Content starts

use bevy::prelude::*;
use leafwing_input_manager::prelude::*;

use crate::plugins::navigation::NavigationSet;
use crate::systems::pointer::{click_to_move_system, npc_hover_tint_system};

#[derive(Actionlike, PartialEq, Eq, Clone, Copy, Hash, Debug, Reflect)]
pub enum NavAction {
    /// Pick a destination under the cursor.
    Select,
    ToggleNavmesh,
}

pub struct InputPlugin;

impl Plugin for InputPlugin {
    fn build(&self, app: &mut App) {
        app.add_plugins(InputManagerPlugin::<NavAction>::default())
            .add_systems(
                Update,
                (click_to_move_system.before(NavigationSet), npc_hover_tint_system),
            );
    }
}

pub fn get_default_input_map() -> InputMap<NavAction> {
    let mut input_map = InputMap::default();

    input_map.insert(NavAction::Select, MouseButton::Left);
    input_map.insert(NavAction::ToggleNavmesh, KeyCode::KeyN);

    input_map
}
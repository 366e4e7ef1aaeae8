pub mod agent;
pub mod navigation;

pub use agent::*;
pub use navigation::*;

Content ends
Content starts

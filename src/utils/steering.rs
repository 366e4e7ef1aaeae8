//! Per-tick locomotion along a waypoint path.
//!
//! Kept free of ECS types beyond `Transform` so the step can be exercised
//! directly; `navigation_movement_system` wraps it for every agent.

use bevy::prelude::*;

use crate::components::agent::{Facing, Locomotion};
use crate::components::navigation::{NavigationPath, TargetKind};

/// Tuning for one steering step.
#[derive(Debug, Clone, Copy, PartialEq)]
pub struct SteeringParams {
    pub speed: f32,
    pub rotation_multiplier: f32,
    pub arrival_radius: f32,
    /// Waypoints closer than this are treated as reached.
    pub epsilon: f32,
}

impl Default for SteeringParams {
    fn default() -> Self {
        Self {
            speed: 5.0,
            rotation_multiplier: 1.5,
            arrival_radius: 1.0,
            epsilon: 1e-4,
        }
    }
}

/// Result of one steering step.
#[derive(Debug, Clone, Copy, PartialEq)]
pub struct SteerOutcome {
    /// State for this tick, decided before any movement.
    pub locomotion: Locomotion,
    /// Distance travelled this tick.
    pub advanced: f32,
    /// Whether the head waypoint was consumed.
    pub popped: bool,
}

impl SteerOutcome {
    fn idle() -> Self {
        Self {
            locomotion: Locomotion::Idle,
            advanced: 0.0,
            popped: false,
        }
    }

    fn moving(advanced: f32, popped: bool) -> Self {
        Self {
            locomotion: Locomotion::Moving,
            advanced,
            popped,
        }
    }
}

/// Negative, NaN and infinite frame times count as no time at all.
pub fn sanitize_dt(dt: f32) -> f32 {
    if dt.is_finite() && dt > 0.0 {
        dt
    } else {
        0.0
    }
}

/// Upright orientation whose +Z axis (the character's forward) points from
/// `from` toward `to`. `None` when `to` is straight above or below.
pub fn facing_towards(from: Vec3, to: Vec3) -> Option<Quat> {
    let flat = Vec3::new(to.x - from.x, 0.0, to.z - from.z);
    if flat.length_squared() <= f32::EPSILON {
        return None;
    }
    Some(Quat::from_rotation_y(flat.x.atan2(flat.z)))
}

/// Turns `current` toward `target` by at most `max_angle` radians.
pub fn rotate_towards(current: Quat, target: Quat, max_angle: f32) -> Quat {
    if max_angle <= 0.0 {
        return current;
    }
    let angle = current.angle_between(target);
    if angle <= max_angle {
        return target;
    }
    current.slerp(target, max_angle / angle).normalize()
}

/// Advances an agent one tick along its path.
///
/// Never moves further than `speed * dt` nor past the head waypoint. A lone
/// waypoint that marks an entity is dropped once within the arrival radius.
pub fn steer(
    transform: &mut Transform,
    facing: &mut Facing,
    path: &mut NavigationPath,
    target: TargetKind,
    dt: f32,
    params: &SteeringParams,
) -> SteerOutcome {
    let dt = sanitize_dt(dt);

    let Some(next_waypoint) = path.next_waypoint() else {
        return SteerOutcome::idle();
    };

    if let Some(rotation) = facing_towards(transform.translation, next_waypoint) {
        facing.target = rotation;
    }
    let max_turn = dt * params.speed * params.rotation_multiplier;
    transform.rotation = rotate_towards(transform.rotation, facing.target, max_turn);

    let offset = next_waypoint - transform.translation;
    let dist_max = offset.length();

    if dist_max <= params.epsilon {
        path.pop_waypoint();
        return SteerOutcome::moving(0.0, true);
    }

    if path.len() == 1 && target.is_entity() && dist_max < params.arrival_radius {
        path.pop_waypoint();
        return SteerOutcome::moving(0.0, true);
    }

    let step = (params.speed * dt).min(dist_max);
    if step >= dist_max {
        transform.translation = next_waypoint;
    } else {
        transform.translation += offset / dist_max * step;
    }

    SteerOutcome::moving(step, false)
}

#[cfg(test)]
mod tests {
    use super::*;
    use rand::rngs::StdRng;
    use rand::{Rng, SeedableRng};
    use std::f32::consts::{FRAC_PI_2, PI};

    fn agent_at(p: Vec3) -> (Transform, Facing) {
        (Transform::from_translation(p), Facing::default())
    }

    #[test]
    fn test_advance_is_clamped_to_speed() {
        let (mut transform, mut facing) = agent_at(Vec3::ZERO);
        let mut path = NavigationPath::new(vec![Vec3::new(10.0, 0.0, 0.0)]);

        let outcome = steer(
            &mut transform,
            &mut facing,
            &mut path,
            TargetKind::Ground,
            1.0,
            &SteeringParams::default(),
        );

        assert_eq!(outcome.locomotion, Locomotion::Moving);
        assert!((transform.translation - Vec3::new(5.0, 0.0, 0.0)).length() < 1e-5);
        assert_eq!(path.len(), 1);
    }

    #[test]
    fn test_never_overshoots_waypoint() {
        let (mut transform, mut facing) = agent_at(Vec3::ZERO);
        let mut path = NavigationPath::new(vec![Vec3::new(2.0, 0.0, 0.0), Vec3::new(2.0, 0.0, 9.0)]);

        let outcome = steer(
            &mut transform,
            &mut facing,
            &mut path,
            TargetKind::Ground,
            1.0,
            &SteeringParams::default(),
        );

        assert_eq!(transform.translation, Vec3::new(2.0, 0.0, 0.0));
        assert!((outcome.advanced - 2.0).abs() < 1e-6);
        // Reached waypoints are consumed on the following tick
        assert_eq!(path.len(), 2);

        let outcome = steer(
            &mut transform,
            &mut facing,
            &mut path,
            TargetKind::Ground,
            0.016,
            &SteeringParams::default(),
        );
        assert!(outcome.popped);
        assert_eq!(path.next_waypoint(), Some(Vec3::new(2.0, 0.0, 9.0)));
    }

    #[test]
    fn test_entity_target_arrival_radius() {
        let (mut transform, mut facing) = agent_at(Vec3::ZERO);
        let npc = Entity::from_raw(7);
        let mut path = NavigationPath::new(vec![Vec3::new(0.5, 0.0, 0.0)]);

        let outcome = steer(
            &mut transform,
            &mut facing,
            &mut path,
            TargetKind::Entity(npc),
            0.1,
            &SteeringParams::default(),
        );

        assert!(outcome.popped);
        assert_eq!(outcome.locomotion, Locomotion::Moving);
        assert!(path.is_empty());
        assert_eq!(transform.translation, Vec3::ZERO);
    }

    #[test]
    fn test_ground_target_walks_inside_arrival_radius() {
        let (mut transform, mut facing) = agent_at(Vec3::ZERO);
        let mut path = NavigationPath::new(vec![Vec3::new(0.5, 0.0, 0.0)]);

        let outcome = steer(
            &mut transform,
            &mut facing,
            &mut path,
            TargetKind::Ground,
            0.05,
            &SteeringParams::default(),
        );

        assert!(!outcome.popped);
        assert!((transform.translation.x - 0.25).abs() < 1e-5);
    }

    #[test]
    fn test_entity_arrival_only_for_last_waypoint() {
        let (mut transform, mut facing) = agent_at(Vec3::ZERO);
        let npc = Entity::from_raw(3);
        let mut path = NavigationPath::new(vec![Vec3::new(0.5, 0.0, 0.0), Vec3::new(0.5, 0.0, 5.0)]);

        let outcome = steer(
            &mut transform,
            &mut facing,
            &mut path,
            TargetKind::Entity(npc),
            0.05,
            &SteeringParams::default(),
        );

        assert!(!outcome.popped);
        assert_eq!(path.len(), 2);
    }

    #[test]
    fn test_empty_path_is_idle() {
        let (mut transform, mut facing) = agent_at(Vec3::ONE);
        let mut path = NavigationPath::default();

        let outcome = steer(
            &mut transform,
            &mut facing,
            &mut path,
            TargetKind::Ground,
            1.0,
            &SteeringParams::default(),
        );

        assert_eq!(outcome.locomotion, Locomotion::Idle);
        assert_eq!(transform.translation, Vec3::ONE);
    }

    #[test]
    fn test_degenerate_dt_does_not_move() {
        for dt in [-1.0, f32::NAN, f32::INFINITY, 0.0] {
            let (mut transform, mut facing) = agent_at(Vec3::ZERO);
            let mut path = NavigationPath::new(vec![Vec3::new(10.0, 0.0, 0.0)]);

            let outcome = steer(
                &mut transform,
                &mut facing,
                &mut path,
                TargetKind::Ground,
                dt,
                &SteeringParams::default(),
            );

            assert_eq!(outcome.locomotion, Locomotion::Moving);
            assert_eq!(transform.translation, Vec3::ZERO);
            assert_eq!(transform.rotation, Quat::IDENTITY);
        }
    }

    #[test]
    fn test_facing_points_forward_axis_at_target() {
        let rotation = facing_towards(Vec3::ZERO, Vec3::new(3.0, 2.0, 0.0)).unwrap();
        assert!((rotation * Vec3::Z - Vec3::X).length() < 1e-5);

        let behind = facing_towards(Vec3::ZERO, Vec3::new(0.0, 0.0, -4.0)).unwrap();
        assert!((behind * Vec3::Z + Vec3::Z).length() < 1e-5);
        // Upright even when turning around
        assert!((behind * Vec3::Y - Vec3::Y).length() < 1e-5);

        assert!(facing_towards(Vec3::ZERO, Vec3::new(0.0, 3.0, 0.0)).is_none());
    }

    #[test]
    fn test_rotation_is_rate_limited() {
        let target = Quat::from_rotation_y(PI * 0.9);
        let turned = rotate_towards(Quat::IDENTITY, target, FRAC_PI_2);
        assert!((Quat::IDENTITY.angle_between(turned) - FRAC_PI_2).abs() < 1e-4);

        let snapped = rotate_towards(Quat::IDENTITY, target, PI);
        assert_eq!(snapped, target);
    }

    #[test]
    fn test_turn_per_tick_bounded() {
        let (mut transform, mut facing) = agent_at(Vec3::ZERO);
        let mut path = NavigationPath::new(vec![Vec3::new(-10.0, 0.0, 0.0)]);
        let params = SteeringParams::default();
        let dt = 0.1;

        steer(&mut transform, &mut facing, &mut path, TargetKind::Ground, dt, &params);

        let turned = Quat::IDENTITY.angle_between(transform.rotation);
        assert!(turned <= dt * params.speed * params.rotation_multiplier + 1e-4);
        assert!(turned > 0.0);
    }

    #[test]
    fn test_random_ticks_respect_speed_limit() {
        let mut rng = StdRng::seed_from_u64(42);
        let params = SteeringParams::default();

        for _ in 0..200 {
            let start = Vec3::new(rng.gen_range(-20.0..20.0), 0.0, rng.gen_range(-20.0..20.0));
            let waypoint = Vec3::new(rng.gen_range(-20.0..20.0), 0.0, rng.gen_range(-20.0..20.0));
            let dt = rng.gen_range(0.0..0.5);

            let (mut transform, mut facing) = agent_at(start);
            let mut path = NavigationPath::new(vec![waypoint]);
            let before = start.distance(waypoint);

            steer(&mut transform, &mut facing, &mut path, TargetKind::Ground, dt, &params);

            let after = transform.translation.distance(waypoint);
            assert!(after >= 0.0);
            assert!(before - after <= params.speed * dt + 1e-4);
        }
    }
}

Content ends

EXERCISE INSTRUCTIONS
Go line by line through the data above and report each one that holds the string "NavigationPath".

RESPONSE
use crate::components::navigation::{NavigationPath, TargetKind};
    path: &mut NavigationPath,
        let mut path = NavigationPath::new(vec![Vec3::new(10.0, 0.0, 0.0)]);
        let mut path = NavigationPath::new(vec![Vec3::new(2.0, 0.0, 0.0), Vec3::new(2.0, 0.0, 9.0)]);
        let mut path = NavigationPath::new(vec![Vec3::new(0.5, 0.0, 0.0)]);
        let mut path = NavigationPath::new(vec![Vec3::new(0.5, 0.0, 0.0)]);
        let mut path = NavigationPath::new(vec![Vec3::new(0.5, 0.0, 0.0), Vec3::new(0.5, 0.0, 5.0)]);
        let mut path = NavigationPath::default();
            let mut path = NavigationPath::new(vec![Vec3::new(10.0, 0.0, 0.0)]);
        let mut path = NavigationPath::new(vec![Vec3::new(-10.0, 0.0, 0.0)]);
            let mut path = NavigationPath::new(vec![waypoint]);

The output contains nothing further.